D'un tout autre ton sont les Recherches sur l'expédition de Buonaparte dans le Levant, par Eyler Irwin, (2).
D'emblée, E. Irwin se demande si l'entreprise de Bonaparte est conciliable avec la raison et il répond catégoriquement par la négative. « Et d'ailleurs, qui peut douter que le génie prévoyant de la marine britannique ne détruise, dans leur origine, les projets illimités de ce guerrier qui remplit le monde de sa renommée ».

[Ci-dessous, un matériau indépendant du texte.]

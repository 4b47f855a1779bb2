//! Medication Adherence Domain Models

/// Adherence log entries
pub mod adherence;

/// Adherence analytics
pub mod analytics;

/// Domain errors
pub mod errors;

/// Medications and reminders
pub mod medications;

/// Persistence
pub mod store;

/// Date and clock-time parsing
pub mod time;

pub use errors::Error;
//! Adherence analytics: pure aggregation over already-fetched log entries.

use serde::{Serialize, Serializer};

use crate::adherence::AdherenceLog;

/// Overall statistics
pub mod stats;

/// Weekday and time-of-day patterns
pub mod patterns;

/// Per-medication breakdown
pub mod medications;

pub use medications::{per_medication, MedicationAdherence};
pub use patterns::{time_of_day_pattern, weekly_pattern, DayPattern, DayPeriod, PeriodPattern};
pub use stats::{compute_stats, AdherenceStats};

/// Number of most recent entries the pattern views look at.
pub const RECENT_WINDOW: usize = 100;

/// Share of taken doses, in percent.
///
/// Serializes as the number `0` when there is nothing to measure and as a
/// two-decimal string (`"70.00"`) otherwise.
#[derive(Clone, Copy, Debug, Default, PartialEq)]
pub enum AdherenceRate {
    #[default]
    NoData,
    Percent(f64),
}

impl AdherenceRate {
    pub fn from_counts(taken: usize, total: usize) -> Self {
        if total == 0 {
            return Self::NoData;
        }
        let percent = taken as f64 / total as f64 * 100.0;
        Self::Percent((percent * 100.0).round() / 100.0)
    }

    pub fn value(&self) -> f64 {
        match self {
            Self::NoData => 0.0,
            Self::Percent(percent) => *percent,
        }
    }
}

impl Serialize for AdherenceRate {
    fn serialize<S: Serializer>(&self, serializer: S) -> Result<S::Ok, S::Error> {
        match self {
            Self::NoData => serializer.serialize_u8(0),
            Self::Percent(percent) => serializer.serialize_str(&format!("{percent:.2}")),
        }
    }
}

/// The newest `RECENT_WINDOW` entries, by scheduled time descending.
pub fn recent_window(entries: &[AdherenceLog]) -> Vec<&AdherenceLog> {
    let mut recent: Vec<&AdherenceLog> = entries.iter().collect();
    recent.sort_by(|a, b| b.scheduled_time.cmp(&a.scheduled_time));
    recent.truncate(RECENT_WINDOW);
    recent
}
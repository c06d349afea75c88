use std::collections::HashSet;

use super::error::ShaderError;
use super::link::{compile_program, LinkedProgram};
use super::uniforms::{UniformLocation, UniformStorage, UniformValue};

/// A linked program with its GPU-side resources.
///
/// Uniform values are staged in a CPU shadow (`UniformStorage`) and uploaded by
/// `flush`, so any number of `set_uniform` calls cost at most one buffer write
/// per binding per frame.
pub struct ShaderProgram {
    linked: LinkedProgram,

    vertex_module: wgpu::ShaderModule,
    fragment_module: wgpu::ShaderModule,

    pipeline_layout: wgpu::PipelineLayout,
    /// Indexed by group; groups without uniforms get an empty group.
    bind_groups: Vec<wgpu::BindGroup>,

    /// Parallel to `storage.blocks()`.
    buffers: Vec<wgpu::Buffer>,
    storage: UniformStorage,

    warned_mismatch: HashSet<UniformLocation>,
}

impl ShaderProgram {
    /// Compiles, links and uploads a program.
    pub fn compile(
        device: &wgpu::Device,
        vertex_src: &str,
        fragment_src: &str,
    ) -> Result<Self, ShaderError> {
        let linked = compile_program(vertex_src, fragment_src)?;
        Ok(Self::from_linked(device, linked))
    }

    /// Creates GPU resources for an already linked program.
    pub fn from_linked(device: &wgpu::Device, linked: LinkedProgram) -> Self {
        let vertex_module = device.create_shader_module(wgpu::ShaderModuleDescriptor {
            label: Some("fractus vertex shader"),
            source: wgpu::ShaderSource::Wgsl(linked.vertex().source().to_owned().into()),
        });
        let fragment_module = device.create_shader_module(wgpu::ShaderModuleDescriptor {
            label: Some("fractus fragment shader"),
            source: wgpu::ShaderSource::Wgsl(linked.fragment().source().to_owned().into()),
        });

        let storage = UniformStorage::new(linked.bindings());
        let buffers: Vec<wgpu::Buffer> = storage
            .blocks()
            .iter()
            .map(|block| {
                device.create_buffer(&wgpu::BufferDescriptor {
                    label: Some("fractus uniform buffer"),
                    size: block.bytes().len() as u64,
                    usage: wgpu::BufferUsages::UNIFORM | wgpu::BufferUsages::COPY_DST,
                    mapped_at_creation: false,
                })
            })
            .collect();

        let group_count = linked
            .bindings()
            .iter()
            .map(|b| b.group + 1)
            .max()
            .unwrap_or(0);

        let mut bind_group_layouts = Vec::with_capacity(group_count as usize);
        let mut bind_groups = Vec::with_capacity(group_count as usize);

        for group in 0..group_count {
            let members: Vec<usize> = linked
                .bindings()
                .iter()
                .enumerate()
                .filter(|(_, b)| b.group == group)
                .map(|(i, _)| i)
                .collect();

            let layout_entries: Vec<wgpu::BindGroupLayoutEntry> = members
                .iter()
                .map(|&i| {
                    let b = &linked.bindings()[i];
                    wgpu::BindGroupLayoutEntry {
                        binding: b.binding,
                        visibility: b.visibility,
                        ty: wgpu::BindingType::Buffer {
                            ty: wgpu::BufferBindingType::Uniform,
                            has_dynamic_offset: false,
                            min_binding_size: None,
                        },
                        count: None,
                    }
                })
                .collect();

            let layout = device.create_bind_group_layout(&wgpu::BindGroupLayoutDescriptor {
                label: Some("fractus uniform bgl"),
                entries: &layout_entries,
            });

            let entries: Vec<wgpu::BindGroupEntry<'_>> = members
                .iter()
                .map(|&i| wgpu::BindGroupEntry {
                    binding: linked.bindings()[i].binding,
                    resource: buffers[i].as_entire_binding(),
                })
                .collect();

            let bind_group = device.create_bind_group(&wgpu::BindGroupDescriptor {
                label: Some("fractus uniform bind group"),
                layout: &layout,
                entries: &entries,
            });

            bind_group_layouts.push(layout);
            bind_groups.push(bind_group);
        }

        let layout_refs: Vec<&wgpu::BindGroupLayout> = bind_group_layouts.iter().collect();
        let pipeline_layout = device.create_pipeline_layout(&wgpu::PipelineLayoutDescriptor {
            label: Some("fractus pipeline layout"),
            bind_group_layouts: &layout_refs,
            immediate_size: 0,
        });

        log::info!(
            "shader program ready: {} active uniform(s), {} bind group(s)",
            linked.uniforms().len(),
            group_count
        );

        Self {
            linked,
            vertex_module,
            fragment_module,
            pipeline_layout,
            bind_groups,
            buffers,
            storage,
            warned_mismatch: HashSet::new(),
        }
    }

    pub fn linked(&self) -> &LinkedProgram {
        &self.linked
    }

    pub fn uniform_location(&self, name: &str) -> Option<UniformLocation> {
        self.linked.uniform_location(name).copied()
    }

    pub fn vertex_module(&self) -> &wgpu::ShaderModule {
        &self.vertex_module
    }

    pub fn fragment_module(&self) -> &wgpu::ShaderModule {
        &self.fragment_module
    }

    pub fn vertex_entry(&self) -> &str {
        self.linked.vertex().entry_point()
    }

    pub fn fragment_entry(&self) -> &str {
        self.linked.fragment().entry_point()
    }

    pub fn pipeline_layout(&self) -> &wgpu::PipelineLayout {
        &self.pipeline_layout
    }

    /// Stages `value` for upload at the next `flush`.
    ///
    /// `None` (a uniform the program does not have) is a no-op. A value whose
    /// kind differs from the location's is dropped with a one-time warning.
    pub fn set_uniform(&mut self, location: Option<&UniformLocation>, value: UniformValue) {
        let Some(location) = location else { return };

        if !self.storage.write(location, value) && self.warned_mismatch.insert(*location) {
            log::warn!(
                "uniform at @group({}) @binding({}) offset {} is {}; ignoring {} value",
                location.group,
                location.binding,
                location.offset,
                location.kind,
                value.kind()
            );
        }
    }

    /// Uploads every uniform buffer changed since the last flush.
    pub fn flush(&mut self, queue: &wgpu::Queue) {
        let buffers = &self.buffers;
        self.storage.flush_with(|i, bytes| {
            queue.write_buffer(&buffers[i], 0, bytes);
        });
    }

    /// Binds the program's uniform groups. The pipeline is set by the caller.
    pub fn bind(&self, rpass: &mut wgpu::RenderPass<'_>) {
        for (group, bind_group) in self.bind_groups.iter().enumerate() {
            rpass.set_bind_group(group as u32, bind_group, &[]);
        }
    }
}
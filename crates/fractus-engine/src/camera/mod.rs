//! Pan/zoom camera over the fractal plane.
//!
//! The camera owns all interaction state. It is fed pointer and wheel events
//! between frames and read once per frame to derive the viewport uniforms.

mod gesture;
mod viewport_camera;

pub use gesture::CameraEvent;
pub use viewport_camera::{CameraConfig, DragState, ViewportCamera};
use std::collections::HashSet;

use super::types::{InputEvent, MouseButton, MouseButtonState, PointerButtonEvent, PointerMoveEvent};

/// Current input state for the window.
///
/// Holds "is down" information and the last known pointer position, which
/// the platform layer needs because button events arrive without one.
#[derive(Debug, Default)]
pub struct InputState {
    /// Whether the window is focused.
    pub focused: bool,

    /// Pointer position in physical pixels.
    pub pointer_pos: Option<(f32, f32)>,

    /// Set of currently held mouse buttons.
    pub buttons_down: HashSet<MouseButton>,
}

impl InputState {
    /// Applies a platform-agnostic input event to the current state.
    pub fn apply_event(&mut self, ev: &InputEvent) {
        match ev {
            InputEvent::Focused(f) => {
                self.focused = *f;
                if !*f {
                    // Avoids stuck buttons when focus changes mid-press.
                    self.buttons_down.clear();
                }
            }

            InputEvent::PointerMoved(PointerMoveEvent { x, y }) => {
                self.pointer_pos = Some((*x, *y));
            }

            InputEvent::PointerLeft => {
                self.pointer_pos = None;
            }

            // Button positions are read from `pointer_pos`, never written back.
            InputEvent::PointerButton(PointerButtonEvent { button, state, .. }) => {
                match state {
                    MouseButtonState::Pressed => {
                        self.buttons_down.insert(*button);
                    }
                    MouseButtonState::Released => {
                        self.buttons_down.remove(button);
                    }
                }
            }

            InputEvent::MouseWheel { .. } => {}
        }
    }

    pub fn button_down(&self, btn: MouseButton) -> bool {
        self.buttons_down.contains(&btn)
    }
}

#[cfg(test)]
mod tests {
    use super::*;

    fn press(button: MouseButton, x: f32, y: f32) -> InputEvent {
        InputEvent::PointerButton(PointerButtonEvent { button, state: MouseButtonState::Pressed, x, y })
    }

    #[test]
    fn tracks_pointer_and_buttons() {
        let mut s = InputState::default();
        s.apply_event(&InputEvent::PointerMoved(PointerMoveEvent { x: 3.0, y: 4.0 }));
        assert_eq!(s.pointer_pos, Some((3.0, 4.0)));

        s.apply_event(&press(MouseButton::Left, 5.0, 6.0));
        assert!(s.button_down(MouseButton::Left));
        assert_eq!(s.pointer_pos, Some((3.0, 4.0)));

        s.apply_event(&InputEvent::PointerLeft);
        assert_eq!(s.pointer_pos, None);
    }

    #[test]
    fn focus_loss_releases_buttons() {
        let mut s = InputState::default();
        s.apply_event(&press(MouseButton::Left, 0.0, 0.0));
        s.apply_event(&InputEvent::Focused(false));
        assert!(!s.button_down(MouseButton::Left));
        assert!(!s.focused);
    }
}
use std::sync::Once;

/// Logger configuration.
///
/// `env_filter` follows the `env_logger` filter syntax (e.g. "info", "warn",
/// "fractus_engine=debug,wgpu=warn").
///
/// `write_style` controls ANSI coloring behavior.
#[derive(Debug, Clone)]
pub struct LoggingConfig {
    pub env_filter: Option<String>,
    pub write_style: env_logger::WriteStyle,
}

impl Default for LoggingConfig {
    fn default() -> Self {
        Self {
            env_filter: None,
            write_style: env_logger::WriteStyle::Auto,
        }
    }
}

impl LoggingConfig {
    /// Convenience constructor for an explicit filter string.
    pub fn with_filter(filter: impl Into<String>) -> Self {
        Self {
            env_filter: Some(filter.into()),
            ..Self::default()
        }
    }
}

/// Filter used when neither the config nor `RUST_LOG` provide one.
///
/// wgpu and naga are noisy at `info`; keep them at `warn`.
const DEFAULT_FILTER: &str = "info,wgpu_core=warn,wgpu_hal=warn,naga=warn";

static INIT: Once = Once::new();

/// Initializes the global logger once.
///
/// This function is idempotent; subsequent calls are ignored.
/// Intended usage is early in `main`.
pub fn init_logging(config: LoggingConfig) {
    INIT.call_once(|| {
        let mut builder = env_logger::Builder::new();

        match resolve_filter(config.env_filter, std::env::var("RUST_LOG").ok()) {
            Some(filter) => builder.parse_filters(&filter),
            None => builder.parse_filters(DEFAULT_FILTER),
        };

        builder.write_style(config.write_style);
        builder.format_timestamp_millis();

        // `try_init` so a logger installed by a test harness is not an error.
        if builder.try_init().is_ok() {
            log::debug!("logging initialized");
        }
    });
}

/// Explicit config wins over the environment; blank strings are ignored.
fn resolve_filter(explicit: Option<String>, env: Option<String>) -> Option<String> {
    explicit
        .filter(|f| !f.trim().is_empty())
        .or_else(|| env.filter(|f| !f.trim().is_empty()))
}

L'Inde n'est d'ailleurs pas le véritable objectif. Celui-ci vise en réalité la ruine de Constantinople, de Smyrne et l'établissement en Égypte d'une nouvelle colonie.
Puis il examine pour le mieux écarter le projet supposé de la conquête de l'Inde. Trois itinéraires sont possibles, par Suez, par Bassorah, par Ispahan. Prenons le premier. Le débarquement à Alexandrie, la marche sur Rosette, la remontée du Nil en felouques, la conquête de l'Égypte ne seront pas faciles. Et une fois à Suez, où trouver les vaisseaux nécessaires? Et si par hasard la difficulté était levée, les bateaux de transport se heurteraient dans le détroit de Bab el Mandeb (3) à la flotte de guerre de la Compagnie des Indes Orientales. Or, la Grande Bretagne étant maîtresse des mers, « une invasion de l'Inde par la voie de Suez est physiquement impossible ». C.Q.F.D.
Par Alexandrette, Alep, le désert, le Tigre ou l'Euphrate, les difficultés sont immenses. D'ailleurs Bagdad ne pourrait fournir la centième partie des bateaux nécessaires au transport de l'armée jusqu'à Bassorah. La soif serait en outre le grand danger. Et même si les Français parvenaient à Bassorah, leur situation ne serait pas meilleure. Les côtes escarpées de Perse présentent jusqu'au Gange un trajet insurmontable de près de 700 lieues. S'ils prennent la voie de mer, toute la marine anglaise viendra bloquer le golfe persique.
Reste alors la route d'Alexandre par la Phénicie, l'Euphrate, le Tigre, la Perse, l'Afghanistan, les Sikhs, tout aussi difficile. Si d'aventure Bonaparte parvenait aux portes de l'Indoustan, il aurait encore 350 lieues à franchir pour rejoindre Tippoo Sahib et il trouverait devant lui Cornwallis et l'armée des Indes, déjà vainqueurs, précédemment, du sultan de Mysore. Ce dernier n'est d'ailleurs pas sûr. Il a déjà chassé ignominieusement les Français de son camp et il ne leur offre pas davantage de garanties maintenant.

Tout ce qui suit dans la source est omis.